EXERCISE AIM: Starting with the line that contains "fn fmt(&self, f: &mut" and stopping after the line that contains "fn into_response(self) ->", return each line below exactly as written, with no others.

RECORDS TO PROCESS:
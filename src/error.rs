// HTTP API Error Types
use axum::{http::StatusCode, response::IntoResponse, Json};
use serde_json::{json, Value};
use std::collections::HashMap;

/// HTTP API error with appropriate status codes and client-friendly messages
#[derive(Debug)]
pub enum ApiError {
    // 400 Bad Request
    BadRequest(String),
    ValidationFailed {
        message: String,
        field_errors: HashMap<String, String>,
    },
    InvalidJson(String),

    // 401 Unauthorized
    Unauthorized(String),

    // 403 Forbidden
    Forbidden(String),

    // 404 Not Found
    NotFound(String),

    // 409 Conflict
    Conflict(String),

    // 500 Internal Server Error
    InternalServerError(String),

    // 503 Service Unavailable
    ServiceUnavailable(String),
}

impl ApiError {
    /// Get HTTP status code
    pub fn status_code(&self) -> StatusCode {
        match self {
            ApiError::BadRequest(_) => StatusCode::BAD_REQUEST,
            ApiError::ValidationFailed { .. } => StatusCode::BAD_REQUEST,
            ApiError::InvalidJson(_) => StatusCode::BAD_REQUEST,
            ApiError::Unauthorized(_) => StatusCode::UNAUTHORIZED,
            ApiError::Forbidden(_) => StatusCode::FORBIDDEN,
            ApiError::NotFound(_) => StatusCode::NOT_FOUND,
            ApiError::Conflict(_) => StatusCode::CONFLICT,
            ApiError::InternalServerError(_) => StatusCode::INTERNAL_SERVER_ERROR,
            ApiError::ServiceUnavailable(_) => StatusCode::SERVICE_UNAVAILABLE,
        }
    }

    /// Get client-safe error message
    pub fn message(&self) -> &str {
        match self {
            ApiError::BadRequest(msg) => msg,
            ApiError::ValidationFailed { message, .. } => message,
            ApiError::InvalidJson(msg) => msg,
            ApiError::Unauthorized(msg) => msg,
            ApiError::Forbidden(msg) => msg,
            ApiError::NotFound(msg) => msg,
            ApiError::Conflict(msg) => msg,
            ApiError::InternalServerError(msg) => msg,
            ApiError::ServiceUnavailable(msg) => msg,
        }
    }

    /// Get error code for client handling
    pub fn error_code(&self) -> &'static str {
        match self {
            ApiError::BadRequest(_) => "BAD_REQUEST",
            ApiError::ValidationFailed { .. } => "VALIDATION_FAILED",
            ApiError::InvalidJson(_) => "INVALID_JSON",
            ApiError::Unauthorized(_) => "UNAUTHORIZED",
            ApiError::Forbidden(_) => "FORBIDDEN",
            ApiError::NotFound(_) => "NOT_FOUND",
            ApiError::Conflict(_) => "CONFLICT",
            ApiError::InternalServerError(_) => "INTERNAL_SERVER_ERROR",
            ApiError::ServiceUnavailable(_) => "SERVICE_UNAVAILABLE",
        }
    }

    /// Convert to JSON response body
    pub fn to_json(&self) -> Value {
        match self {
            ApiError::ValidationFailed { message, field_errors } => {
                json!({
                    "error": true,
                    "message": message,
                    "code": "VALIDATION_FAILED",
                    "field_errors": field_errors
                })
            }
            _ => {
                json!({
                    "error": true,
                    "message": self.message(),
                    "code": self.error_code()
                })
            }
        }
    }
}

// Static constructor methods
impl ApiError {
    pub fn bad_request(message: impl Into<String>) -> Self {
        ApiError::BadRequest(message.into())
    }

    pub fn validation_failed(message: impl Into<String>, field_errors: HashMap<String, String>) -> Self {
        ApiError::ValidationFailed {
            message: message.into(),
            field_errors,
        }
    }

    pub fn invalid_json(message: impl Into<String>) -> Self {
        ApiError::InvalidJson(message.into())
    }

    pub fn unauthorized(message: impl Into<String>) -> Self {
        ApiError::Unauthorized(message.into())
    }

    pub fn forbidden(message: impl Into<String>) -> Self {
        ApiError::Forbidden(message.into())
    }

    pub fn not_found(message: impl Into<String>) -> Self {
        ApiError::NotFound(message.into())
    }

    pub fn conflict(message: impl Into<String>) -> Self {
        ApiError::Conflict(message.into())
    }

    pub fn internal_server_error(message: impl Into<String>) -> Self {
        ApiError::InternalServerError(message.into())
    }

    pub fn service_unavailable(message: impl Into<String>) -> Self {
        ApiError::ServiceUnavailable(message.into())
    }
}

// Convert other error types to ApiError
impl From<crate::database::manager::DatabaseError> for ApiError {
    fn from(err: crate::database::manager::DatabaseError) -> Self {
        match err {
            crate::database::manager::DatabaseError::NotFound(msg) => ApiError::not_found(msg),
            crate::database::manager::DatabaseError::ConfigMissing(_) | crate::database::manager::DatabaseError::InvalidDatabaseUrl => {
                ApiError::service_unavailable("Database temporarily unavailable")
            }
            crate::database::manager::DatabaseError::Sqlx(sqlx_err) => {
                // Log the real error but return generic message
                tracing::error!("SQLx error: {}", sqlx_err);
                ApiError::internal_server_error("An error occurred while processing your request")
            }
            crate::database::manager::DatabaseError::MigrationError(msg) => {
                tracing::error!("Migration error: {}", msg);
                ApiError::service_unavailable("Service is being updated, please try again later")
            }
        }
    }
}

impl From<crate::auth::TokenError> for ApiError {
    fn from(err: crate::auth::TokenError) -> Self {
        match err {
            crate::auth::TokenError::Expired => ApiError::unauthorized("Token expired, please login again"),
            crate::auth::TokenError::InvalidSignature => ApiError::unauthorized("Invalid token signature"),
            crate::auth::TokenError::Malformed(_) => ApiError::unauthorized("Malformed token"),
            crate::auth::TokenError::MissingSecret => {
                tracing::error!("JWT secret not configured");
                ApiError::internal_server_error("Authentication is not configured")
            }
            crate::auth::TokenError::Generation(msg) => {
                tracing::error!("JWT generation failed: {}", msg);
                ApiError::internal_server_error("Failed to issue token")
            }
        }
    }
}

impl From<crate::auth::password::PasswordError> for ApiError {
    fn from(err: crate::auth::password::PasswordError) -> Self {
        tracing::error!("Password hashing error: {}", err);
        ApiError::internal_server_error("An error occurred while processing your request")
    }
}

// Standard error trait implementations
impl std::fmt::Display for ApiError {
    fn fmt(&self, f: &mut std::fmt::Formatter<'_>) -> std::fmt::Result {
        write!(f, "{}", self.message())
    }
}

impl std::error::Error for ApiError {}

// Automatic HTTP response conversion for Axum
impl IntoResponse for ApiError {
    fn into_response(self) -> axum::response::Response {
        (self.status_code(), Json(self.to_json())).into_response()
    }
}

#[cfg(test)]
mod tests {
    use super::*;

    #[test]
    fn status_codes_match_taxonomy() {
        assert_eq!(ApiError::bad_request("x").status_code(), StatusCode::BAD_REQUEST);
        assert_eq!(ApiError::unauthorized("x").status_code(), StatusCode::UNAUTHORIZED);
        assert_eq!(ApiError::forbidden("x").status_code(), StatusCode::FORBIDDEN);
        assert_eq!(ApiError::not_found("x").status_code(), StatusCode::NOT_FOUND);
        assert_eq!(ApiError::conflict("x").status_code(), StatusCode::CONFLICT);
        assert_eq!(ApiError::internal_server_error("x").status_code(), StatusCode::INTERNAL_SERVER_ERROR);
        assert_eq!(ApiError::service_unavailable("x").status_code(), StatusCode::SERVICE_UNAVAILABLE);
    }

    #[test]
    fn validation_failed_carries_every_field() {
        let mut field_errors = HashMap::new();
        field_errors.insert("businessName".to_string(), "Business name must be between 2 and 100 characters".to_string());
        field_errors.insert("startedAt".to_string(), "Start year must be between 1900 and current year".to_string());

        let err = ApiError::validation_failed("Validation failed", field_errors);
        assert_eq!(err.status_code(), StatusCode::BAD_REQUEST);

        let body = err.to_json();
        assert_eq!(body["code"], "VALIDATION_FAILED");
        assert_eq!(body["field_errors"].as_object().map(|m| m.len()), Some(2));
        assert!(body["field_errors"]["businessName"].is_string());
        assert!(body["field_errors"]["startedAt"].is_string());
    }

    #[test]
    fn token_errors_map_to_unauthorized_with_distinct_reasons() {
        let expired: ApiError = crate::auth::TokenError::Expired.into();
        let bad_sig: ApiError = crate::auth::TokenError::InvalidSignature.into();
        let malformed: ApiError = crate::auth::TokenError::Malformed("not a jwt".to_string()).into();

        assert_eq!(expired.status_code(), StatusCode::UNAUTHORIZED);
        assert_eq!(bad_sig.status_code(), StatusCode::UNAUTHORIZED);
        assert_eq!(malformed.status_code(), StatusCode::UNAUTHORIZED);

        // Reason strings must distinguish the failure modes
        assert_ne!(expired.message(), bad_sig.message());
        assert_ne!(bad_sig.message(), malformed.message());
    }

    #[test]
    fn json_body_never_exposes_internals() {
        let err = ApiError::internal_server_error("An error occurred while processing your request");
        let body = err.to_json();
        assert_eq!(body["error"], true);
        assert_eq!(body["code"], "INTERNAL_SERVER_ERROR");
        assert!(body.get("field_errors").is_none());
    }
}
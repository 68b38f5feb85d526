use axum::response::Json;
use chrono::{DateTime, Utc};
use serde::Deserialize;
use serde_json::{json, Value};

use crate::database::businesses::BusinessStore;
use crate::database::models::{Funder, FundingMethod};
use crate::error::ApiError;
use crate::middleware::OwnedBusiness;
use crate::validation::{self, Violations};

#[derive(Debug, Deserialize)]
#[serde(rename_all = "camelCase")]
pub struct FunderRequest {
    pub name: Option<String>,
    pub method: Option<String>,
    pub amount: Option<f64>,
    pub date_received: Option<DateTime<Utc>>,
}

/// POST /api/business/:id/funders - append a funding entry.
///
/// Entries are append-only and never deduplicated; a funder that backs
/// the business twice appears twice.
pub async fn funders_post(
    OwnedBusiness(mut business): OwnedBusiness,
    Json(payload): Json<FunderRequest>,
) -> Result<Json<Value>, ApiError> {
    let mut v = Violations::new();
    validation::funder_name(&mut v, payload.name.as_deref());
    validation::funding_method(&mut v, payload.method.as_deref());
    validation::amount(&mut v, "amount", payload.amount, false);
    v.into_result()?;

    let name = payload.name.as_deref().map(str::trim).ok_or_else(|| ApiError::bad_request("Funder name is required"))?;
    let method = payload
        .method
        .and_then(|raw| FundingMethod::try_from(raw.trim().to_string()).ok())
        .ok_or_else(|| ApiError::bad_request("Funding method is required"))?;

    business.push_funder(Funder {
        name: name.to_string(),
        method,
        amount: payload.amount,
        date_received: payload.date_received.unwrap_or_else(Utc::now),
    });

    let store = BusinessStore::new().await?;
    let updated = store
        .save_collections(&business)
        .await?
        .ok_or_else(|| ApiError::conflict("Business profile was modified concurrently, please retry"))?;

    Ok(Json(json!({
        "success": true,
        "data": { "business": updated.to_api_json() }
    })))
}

RESPONSE AREA:
    fn fmt(&self, f: &mut std::fmt::Formatter<'_>) -> std::fmt::Result {
        write!(f, "{}", self.message())
    }
}

impl std::error::Error for ApiError {}

// Automatic HTTP response conversion for Axum
impl IntoResponse for ApiError {
    fn into_response(self) -> axum::response::Response {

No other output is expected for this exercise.